Visual deprivation of chicks rapidly induces an increased growth of the vitreous chamber which results in axial myopia, even after a day or so. This experimental myopia provides an opportunity to trace the causal path from altered visual experience to altered eye growth. With respect to the visual factors involved, the gross activity of the retinal neurons seems an important variable. The eyes of animals raised wearing translucent occluders do not become myopic or elongated if stroboscopic illumination is present. Conversely, the eyes do become myopic and elongated if deprived of all form vision, if reared in a featureless environment or if deprived in only part of the visual field. The deprivation must, however, be continuous if myopia is to result; even as little as two hours of normal vision per day almost completely eliminates the effect of 12 hours of deprivation. The control of eye growth by vision seems to take place in local regions of the eye. Deprivation of various parts of the visual field produces myopia and elongation in only the deprived part, even in animals in which the optic nerve has been cut.

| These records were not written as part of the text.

use chrono::NaiveDate;
use serde::{Deserialize, Serialize};
use uuid::Uuid;

use crate::errors::{EngineError, EngineResult};
use crate::ledger::common::{Displayable, Identifiable};
use crate::ledger::cycle::{self, BillPeriod};

/// A credit card whose purchases are grouped into monthly bills.
#[derive(Debug, Clone, Serialize, Deserialize, PartialEq)]
pub struct Card {
    pub id: Uuid,
    pub name: String,
    pub closing_day: u32,
    pub due_day: u32,
    pub credit_limit_cents: i64,
    pub payment_account_id: Uuid,
}

impl Card {
    pub fn new(
        name: impl Into<String>,
        closing_day: u32,
        due_day: u32,
        credit_limit_cents: i64,
        payment_account_id: Uuid,
    ) -> EngineResult<Self> {
        if !(1..=31).contains(&closing_day) {
            return Err(EngineError::Validation(format!(
                "closing day must be within 1..=31, got {closing_day}"
            )));
        }
        if !(1..=31).contains(&due_day) {
            return Err(EngineError::Validation(format!(
                "due day must be within 1..=31, got {due_day}"
            )));
        }
        if credit_limit_cents < 0 {
            return Err(EngineError::Validation(
                "credit limit cannot be negative".into(),
            ));
        }
        Ok(Self {
            id: Uuid::new_v4(),
            name: name.into(),
            closing_day,
            due_day,
            credit_limit_cents,
            payment_account_id,
        })
    }

    /// The bill a purchase on the given date settles in.
    pub fn billing_period_for(&self, purchase: NaiveDate) -> BillPeriod {
        cycle::billing_period_for(purchase, self.closing_day)
    }

    /// Calendar due date of the given bill period.
    pub fn due_date(&self, period: BillPeriod) -> NaiveDate {
        cycle::due_date_for(period, self.closing_day, self.due_day)
    }
}

impl Identifiable for Card {
    fn id(&self) -> Uuid {
        self.id
    }
}

impl Displayable for Card {
    fn display_label(&self) -> String {
        format!("card:{} (closes {})", self.name, self.closing_day)
    }
}
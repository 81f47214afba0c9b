use chrono::NaiveDate;
use uuid::Uuid;

use crate::errors::{EngineError, EngineResult};
use crate::ledger::cycle::{billing_period_for, step_occurrence, RecurrenceInterval};
use crate::ledger::entry::{Entry, EntryStatus, SplitMode};

/// The entries a single recurrence request expands into, ready to persist in
/// order.
#[derive(Debug, Clone)]
pub struct SeriesPlan {
    pub series_id: Uuid,
    pub entries: Vec<Entry>,
}

/// Divides a series total across `count` occurrences. The first `count - 1`
/// members carry the floored share; the last absorbs the remainder so the
/// sum always equals the total exactly.
pub fn split_amounts(total_cents: i64, count: u32) -> Vec<i64> {
    let count = count.max(1) as i64;
    let share = total_cents / count;
    let mut amounts = vec![share; count as usize];
    if let Some(last) = amounts.last_mut() {
        *last = total_cents - share * (count - 1);
    }
    amounts
}

/// Expands a base entry into the dated members of a new series.
///
/// The template's `amount_cents` is the stated total (divided in installment
/// mode, repeated in fixed mode) and its `occurs_on` is the first occurrence.
/// `closing_day` must be supplied for card-funded templates so each member
/// lands in the right bill.
pub fn plan_series(
    template: &Entry,
    interval: RecurrenceInterval,
    count: u32,
    split_mode: SplitMode,
    today: NaiveDate,
    closing_day: Option<u32>,
) -> EngineResult<SeriesPlan> {
    template.validate()?;
    if interval == RecurrenceInterval::None {
        return Err(EngineError::Validation(
            "series expansion requires a recurrence interval".into(),
        ));
    }
    if count == 0 {
        return Err(EngineError::Validation(
            "series expansion requires at least one occurrence".into(),
        ));
    }
    if template.is_card_funded() && closing_day.is_none() {
        return Err(EngineError::Validation(
            "card-funded series requires the card's closing day".into(),
        ));
    }

    let series_id = Uuid::new_v4();
    let amounts = match split_mode {
        SplitMode::Installment => split_amounts(template.amount_cents, count),
        SplitMode::Fixed => vec![template.amount_cents; count as usize],
    };

    let mut entries = Vec::with_capacity(count as usize);
    for (i, amount) in amounts.into_iter().enumerate() {
        let occurs_on = step_occurrence(template.occurs_on, interval, i as u32);
        let mut member = template.clone();
        member.id = Uuid::new_v4();
        member.amount_cents = amount;
        member.occurs_on = occurs_on;
        member.status = EntryStatus::on_creation(occurs_on, today);
        member.series_id = Some(series_id);
        member.installment_index = Some(i as u32 + 1);
        member.installment_count = Some(count);
        member.recurrence_interval = interval;
        member.split_mode = split_mode;
        member.bill_period = closing_day.map(|day| billing_period_for(occurs_on, day));
        entries.push(member);
    }

    Ok(SeriesPlan { series_id, entries })
}

#[cfg(test)]
mod tests {
    use super::*;
    use crate::ledger::entry::EntryKind;
    use chrono::NaiveDate;

    fn date(y: i32, m: u32, d: u32) -> NaiveDate {
        NaiveDate::from_ymd_opt(y, m, d).unwrap()
    }

    fn card_template(amount: i64) -> Entry {
        Entry::new(EntryKind::Expense, amount, "subscription", date(2025, 3, 5))
            .with_card(Uuid::new_v4())
    }

    #[test]
    fn installment_split_sums_to_total_exactly() {
        for count in [1u32, 2, 3, 12, 72] {
            let amounts = split_amounts(10_000, count);
            assert_eq!(amounts.len(), count as usize);
            assert_eq!(amounts.iter().sum::<i64>(), 10_000, "count {count}");
        }
        assert_eq!(split_amounts(100, 3), vec![33, 33, 34]);
    }

    #[test]
    fn fixed_mode_repeats_full_amount() {
        let plan = plan_series(
            &card_template(2_500),
            RecurrenceInterval::Monthly,
            6,
            SplitMode::Fixed,
            date(2025, 1, 1),
            Some(10),
        )
        .unwrap();
        assert!(plan.entries.iter().all(|e| e.amount_cents == 2_500));
        assert_eq!(
            plan.entries.iter().map(|e| e.amount_cents).sum::<i64>(),
            2_500 * 6
        );
    }

    #[test]
    fn members_share_series_id_and_are_indexed_from_one() {
        let plan = plan_series(
            &card_template(1_200),
            RecurrenceInterval::Monthly,
            12,
            SplitMode::Installment,
            date(2025, 1, 1),
            Some(10),
        )
        .unwrap();
        for (i, member) in plan.entries.iter().enumerate() {
            assert_eq!(member.series_id, Some(plan.series_id));
            assert_eq!(member.installment_index, Some(i as u32 + 1));
            assert_eq!(member.installment_count, Some(12));
        }
    }

    #[test]
    fn status_is_assigned_from_creation_date_once() {
        let today = date(2025, 4, 10);
        let plan = plan_series(
            &card_template(900),
            RecurrenceInterval::Monthly,
            3,
            SplitMode::Installment,
            today,
            Some(10),
        )
        .unwrap();
        assert_eq!(plan.entries[0].status, EntryStatus::Completed);
        assert_eq!(plan.entries[1].status, EntryStatus::Completed);
        assert_eq!(plan.entries[2].status, EntryStatus::Pending);
    }

    #[test]
    fn card_members_land_in_their_cutover_period() {
        let mut template = card_template(600);
        template.occurs_on = date(2025, 3, 15);
        let plan = plan_series(
            &template,
            RecurrenceInterval::Monthly,
            2,
            SplitMode::Installment,
            date(2025, 1, 1),
            Some(10),
        )
        .unwrap();
        assert_eq!(
            plan.entries[0].bill_period,
            Some(crate::ledger::cycle::BillPeriod::new(2025, 4).unwrap())
        );
        assert_eq!(
            plan.entries[1].bill_period,
            Some(crate::ledger::cycle::BillPeriod::new(2025, 5).unwrap())
        );
    }

    #[test]
    fn expansion_rejects_missing_interval() {
        let err = plan_series(
            &card_template(600),
            RecurrenceInterval::None,
            2,
            SplitMode::Fixed,
            date(2025, 1, 1),
            Some(10),
        )
        .expect_err("interval none must be rejected");
        assert!(matches!(err, EngineError::Validation(_)));
    }
}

It seems that at the level of the sclera ocular elongation (and thus myopia) results from local growth, because we find increases in synthesis of DNA and protein as well as more new cells. The protein synthesis increase is also local, in the sense that the posterior sclera grows much more than other parts, explaining why deprivation causes ocular elongation and myopia, rather than simply larger eyes. These results suggest that some factor in part of the retina can influence the growth of the subjacent sclera.